But David you did mention hire car there. I finally just recently got to the point I would drive myself in Morocco. Again, in the book I mention the amount of road fatalities in Morocco is devastating. For such a laid back culture of people, which does seem to happen in a lot of developing world, once you get them behind the wheel of a car they are seems to be no common sense at all.

And it can be quite disturbing driving in Morocco, just with the way the people overtake and nighttime driving and that sort of thing. If you are a confident driver you can... I would say that if you are a confident and aggressive driver, even though you have to drive passively there to get through one day to the other, but to have the confidence to beep the horn and dodge right through, then it actually makes Morocco even more compact to be able to drive on your own rather than rely on public transport.


But definitely for the first time traveler, I really wouldn't recommend it. It's just adding a stress to the trip, that with the standard of public transporting in the country you really don't have to put yourself through first off.
David: What sort of cultural immersions can people, you know, throw themselves in. I know there's an Arabic culture, the Berber culture, there are French, Spanish influences. What should people do to prepare themselves to do... to do Morocco, basically. You know, how do they...
Darren: Yep. I understand what you are asking. It's actually also one of the first questions people ask. How do I dress? What do I say? What I say to everyone is that we're not talking Iraq here. The Moroccans, since time millennia, have actually been invaded and have had other cultures on their shores.

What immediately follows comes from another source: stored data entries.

//! Engine wiring shared by the commands.

use anyhow::Context;
use personacast_core::Config;
use personacast_delivery::{
    AvatarIndex, DeliveryEngine, FileAvatarIndex, HttpPlatformClient, MemoryAvatarIndex,
    MemoryPlatform, PlatformClient, StaticPersonaDirectory,
};
use std::path::Path;
use std::sync::Arc;
use tracing::debug;

/// Load and validate configuration.
///
/// An explicit path must exist. Without one, the default file is used if
/// present and defaults otherwise.
pub fn load_config(path: Option<&Path>) -> anyhow::Result<Config> {
    let config = match path {
        Some(path) => Config::load(path)
            .with_context(|| format!("Failed to load config from {}", path.display()))?,
        None => Config::load_or_default(),
    };
    config
        .validate()
        .map_err(|e| anyhow::anyhow!("Configuration error: {}", e))?;
    Ok(config)
}

/// A configured engine and the pieces commands need next to it.
pub struct Runtime {
    /// Loaded configuration.
    pub config: Config,

    /// Delivery engine.
    pub engine: Arc<DeliveryEngine>,

    /// Personas from the config file.
    pub directory: Arc<StaticPersonaDirectory>,

    /// The in-memory platform, for dry runs.
    pub recorder: Option<Arc<MemoryPlatform>>,
}

impl Runtime {
    /// Build an engine that talks to the configured platform API.
    pub fn http(config: Config) -> anyhow::Result<Self> {
        let platform = Arc::new(HttpPlatformClient::from_config(&config)?);
        let index = Arc::new(FileAvatarIndex::from_default_path()?);
        debug!(index = %index.path().display(), "Using avatar index");
        Self::build(config, platform, index, None)
    }

    /// Build an engine that records messages instead of sending them.
    ///
    /// Nothing is persisted; avatar downloads fail and resolve to the
    /// fallback URL.
    pub fn dry_run(config: Config) -> anyhow::Result<Self> {
        let recorder = Arc::new(MemoryPlatform::new());
        Self::build(
            config,
            recorder.clone(),
            Arc::new(MemoryAvatarIndex::new()),
            Some(recorder),
        )
    }

    fn build(
        config: Config,
        platform: Arc<dyn PlatformClient>,
        index: Arc<dyn AvatarIndex>,
        recorder: Option<Arc<MemoryPlatform>>,
    ) -> anyhow::Result<Self> {
        let directory = Arc::new(StaticPersonaDirectory::from_config(&config));
        let engine = DeliveryEngine::builder(platform)
            .config(&config)?
            .avatar_index(index)
            .directory(directory.clone())
            .build()?;

        Ok(Self {
            config,
            engine: Arc::new(engine),
            directory,
            recorder,
        })
    }
}
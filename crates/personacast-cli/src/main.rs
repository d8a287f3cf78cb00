//! Personacast CLI entry point.

use clap::Parser;
use personacast_cli::{logging, run, runtime, Cli};

#[tokio::main]
async fn main() -> anyhow::Result<()> {
    // Parse CLI arguments
    let cli = Cli::parse();

    // Config errors surface again when the command loads it
    let logging_config = runtime::load_config(cli.config.as_deref())
        .map(|config| config.logging)
        .unwrap_or_default();
    logging::init(cli.verbose, &logging_config);

    // Run the command
    run(cli).await
}
//! Path resolution utilities.

use crate::error::ConfigError;
use std::path::PathBuf;

/// Get the Personacast base directory (~/.personacast).
pub fn base_dir() -> Result<PathBuf, ConfigError> {
    let home = dirs::home_dir().ok_or_else(|| {
        ConfigError::Validation("Could not determine home directory".to_string())
    })?;
    Ok(home.join(".personacast"))
}

/// Get the main config file path (~/.personacast/personacast.json5).
pub fn config_file() -> Result<PathBuf, ConfigError> {
    Ok(base_dir()?.join("personacast.json5"))
}

/// Get the avatar cache directory (~/.personacast/avatars).
pub fn avatars_dir() -> Result<PathBuf, ConfigError> {
    Ok(base_dir()?.join("avatars"))
}

/// Get the avatar index file path (~/.personacast/avatar-index.json).
///
/// Kept outside the avatar directory so every file in that directory is a
/// cached image.
pub fn avatar_index_file() -> Result<PathBuf, ConfigError> {
    Ok(base_dir()?.join("avatar-index.json"))
}

/// Expand tilde (~) in a path.
pub fn expand_tilde(path: &str) -> PathBuf {
    if let Some(rest) = path.strip_prefix("~/") {
        if let Some(home) = dirs::home_dir() {
            return home.join(rest);
        }
    }
    PathBuf::from(path)
}
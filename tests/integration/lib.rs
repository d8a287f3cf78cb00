//! Shared fixtures for the integration tests.

use personacast_core::types::Persona;
use personacast_delivery::{
    AvatarIndex, AvatarSettings, DeliveryEngine, DeliverySettings, FileAvatarIndex, MemoryPlatform,
};
use std::path::Path;
use std::sync::Arc;
use tempfile::TempDir;

/// Remote avatar used by the Aria persona.
pub const ARIA_AVATAR: &str = "https://cdn.test/avatars/aria.png";

/// Avatar handed out when resolution fails.
pub const FALLBACK_AVATAR: &str = "https://cdn.test/fallback.png";

/// Base URL the gateway serves avatars from.
pub const PUBLIC_BASE: &str = "http://127.0.0.1:18790";

/// A small PNG-tagged payload.
pub fn png_bytes() -> Vec<u8> {
    let mut bytes = vec![0x89, b'P', b'N', b'G', 0x0d, 0x0a, 0x1a, 0x0a];
    bytes.extend_from_slice(&[7u8; 24]);
    bytes
}

/// The persona most tests deliver as.
pub fn aria() -> Persona {
    Persona::new("Aria").with_avatar_url(ARIA_AVATAR)
}

/// A memory platform that serves the Aria avatar.
pub fn platform() -> Arc<MemoryPlatform> {
    let platform = Arc::new(MemoryPlatform::new());
    platform.add_resource(ARIA_AVATAR, png_bytes(), Some("image/png"));
    platform
}

/// An engine with a file-backed avatar index under `dir`.
pub fn engine_in(dir: &Path, platform: Arc<MemoryPlatform>, settings: DeliverySettings) -> DeliveryEngine {
    let index: Arc<dyn AvatarIndex> = Arc::new(FileAvatarIndex::new(dir.join("avatar-index.json")));
    DeliveryEngine::builder(platform)
        .settings(settings)
        .avatar_settings(AvatarSettings::new(
            dir.join("avatars"),
            PUBLIC_BASE,
            FALLBACK_AVATAR,
        ))
        .avatar_index(index)
        .build()
        .expect("engine builds")
}

/// Engine, platform, and the temp dir they share.
pub struct Harness {
    /// Platform double.
    pub platform: Arc<MemoryPlatform>,

    /// Engine under test.
    pub engine: Arc<DeliveryEngine>,

    /// Cache root.
    pub dir: TempDir,
}

impl Harness {
    /// Harness with default delivery settings.
    pub fn new() -> Self {
        Self::with_settings(DeliverySettings::default())
    }

    /// Harness with custom delivery settings.
    pub fn with_settings(settings: DeliverySettings) -> Self {
        Self::with_platform(platform(), settings)
    }

    /// Harness around a prepared platform.
    pub fn with_platform(platform: Arc<MemoryPlatform>, settings: DeliverySettings) -> Self {
        let dir = TempDir::new().expect("temp dir");
        let engine = engine_in(dir.path(), platform.clone(), settings);
        Self {
            platform,
            engine: Arc::new(engine),
            dir,
        }
    }

    /// Start a fresh engine over the same platform and cache directory.
    pub fn restart(&self) -> DeliveryEngine {
        engine_in(self.dir.path(), self.platform.clone(), self.engine.settings().clone())
    }
}

impl Default for Harness {
    fn default() -> Self {
        Self::new()
    }
}
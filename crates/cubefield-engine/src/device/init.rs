/// Parameters for [`super::Gpu::new`].
#[derive(Debug, Clone)]
pub struct GpuInit {
    /// Pick an sRGB swapchain format when the surface offers one.
    pub prefer_srgb: bool,

    /// `Fifo` blocks acquisition on vblank; redraws run at display rate.
    pub present_mode: wgpu::PresentMode,

    /// Falls back to the surface's first supported mode when unsupported.
    pub alpha_mode: Option<wgpu::CompositeAlphaMode>,

    /// Depth attachment format. Must have a depth aspect.
    pub depth_format: wgpu::TextureFormat,

    pub required_features: wgpu::Features,
    pub required_limits: wgpu::Limits,

    /// Swapchain latency hint; backends may ignore it.
    pub desired_maximum_frame_latency: u32,
}

impl Default for GpuInit {
    fn default() -> Self {
        Self {
            prefer_srgb: true,
            present_mode: wgpu::PresentMode::Fifo,
            alpha_mode: None,
            depth_format: wgpu::TextureFormat::Depth16Unorm,
            required_features: wgpu::Features::empty(),
            required_limits: wgpu::Limits::default(),
            desired_maximum_frame_latency: 2,
        }
    }
}
//! Spinning 10×10×10 grid of textured, instanced cubes.

use anyhow::{Context, Result};
use winit::dpi::PhysicalSize;

use cubefield_engine::core::{App, AppControl, FrameCtx};
use cubefield_engine::device::{Gpu, GpuInit};
use cubefield_engine::logging::{init_logging, LoggingConfig};
use cubefield_engine::render::cube::{CubeAssets, CubeRenderer};
use cubefield_engine::render::RendererConfig;
use cubefield_engine::window::{Runtime, RuntimeConfig};

#[derive(Default)]
struct CubeApp {
    renderer: Option<CubeRenderer>,
}

fn aspect_of(size: PhysicalSize<u32>) -> f32 {
    size.width.max(1) as f32 / size.height.max(1) as f32
}

impl App for CubeApp {
    fn on_gpu_ready(&mut self, gpu: &Gpu<'_>) -> Result<()> {
        let mut config = RendererConfig {
            color_format: gpu.surface_format(),
            depth_format: gpu.depth_format(),
            ..RendererConfig::default()
        };
        config.camera.aspect = aspect_of(gpu.size());

        let renderer = CubeRenderer::new(gpu.device(), gpu.queue(), config, &CubeAssets::builtin())
            .context("failed to build the cube renderer")?;
        self.renderer = Some(renderer);
        Ok(())
    }

    fn on_resize(&mut self, size: PhysicalSize<u32>) {
        if let Some(renderer) = self.renderer.as_mut() {
            renderer.set_aspect(aspect_of(size));
        }
    }

    fn on_frame(&mut self, ctx: &mut FrameCtx<'_, '_>) -> AppControl {
        let Some(renderer) = self.renderer.as_mut() else {
            return AppControl::Continue;
        };

        match ctx.acquire_drawable() {
            Ok(frame) => {
                renderer.render(frame);
                AppControl::Continue
            }
            Err(control) => control,
        }
    }
}

fn main() {
    init_logging(LoggingConfig::default());

    if let Err(err) = Runtime::run(RuntimeConfig::default(), GpuInit::default(), CubeApp::default()) {
        log::error!("{err:#}");
        std::process::exit(1);
    }
}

They are not ignorant to the western world. And daily the majority of Moroccans will be at least seen, if not coming into contact with some type of Western traveler. As I've said, it was a French colony from 1912 to 1956, which is not that long ago. The French still come there in droves to travel the country because they can just speak their normal language, speak French, and get by no problem whatsoever in the country.

So for the greater part of anyone's travels around Morocco, you're dealing with Moroccans that definitely, there isn't that huge culture shock of kids running away scared of seeing the white person walking around the corner or something like that.


Having said that, at times I am absolutely aghast with the lack of knowledge that some Western travelers of the country that they're in, Morocco. We are talking an Islamic kingdom here. The king is considered the commander to the faithful. He's king of the country but he's also, for want of a better description, king of Islam. He's in charge of Islam in the country as well. 99% of the country is in some shape or form Islamic.

I say some shape or form because the Berbers, in difference to the Arabs who only came with the invasion of Islam in the 700s. Before that, the indigenous people, the Berbers of Morocco had their own animist religions and dealt in separate gods, and spirits and saints and that sort of thing. To this day, your dedicated, full on Berber still tweaks the religion of Islam to their own liking.


But yes, to put people into a box, 99% of the country do follow Islam. So there has to be - I've written a lot about it in the book - there has to be some idea of the workings of Islam to fully take in Morocco. To walk around Morocco in a singlet top and short shorts and to try to drink alcohol on the streets or something like that, you're really not going to enjoy your tour, your holiday because you are going to cause offense to someone somewhere along the way.
David: Right. I think that's good advice for any traveler to any destination as well.
Darren: Absolutely.
David: You probably should know where you're going and what your surroundings are and what are considered good manners. Because you are a visitor. You can't take your own culture somewhere else and force it on people because basically that's just bad math.
Darren: Yeah. You know, David, I am constantly inspired by the Moroccans for their tolerance. I have seen travelers that really are showing no respect in their dress and in their manners. And the Moroccans, they'll just stand there and smile and take it. They're showing the good manners by not making a scene about someone else's culture. Even though they're in their own country and would have almost every right to at least bring that up and say, "Look, excuse me, but you are near our local mosque here and you are showing offense by doing what you're doing."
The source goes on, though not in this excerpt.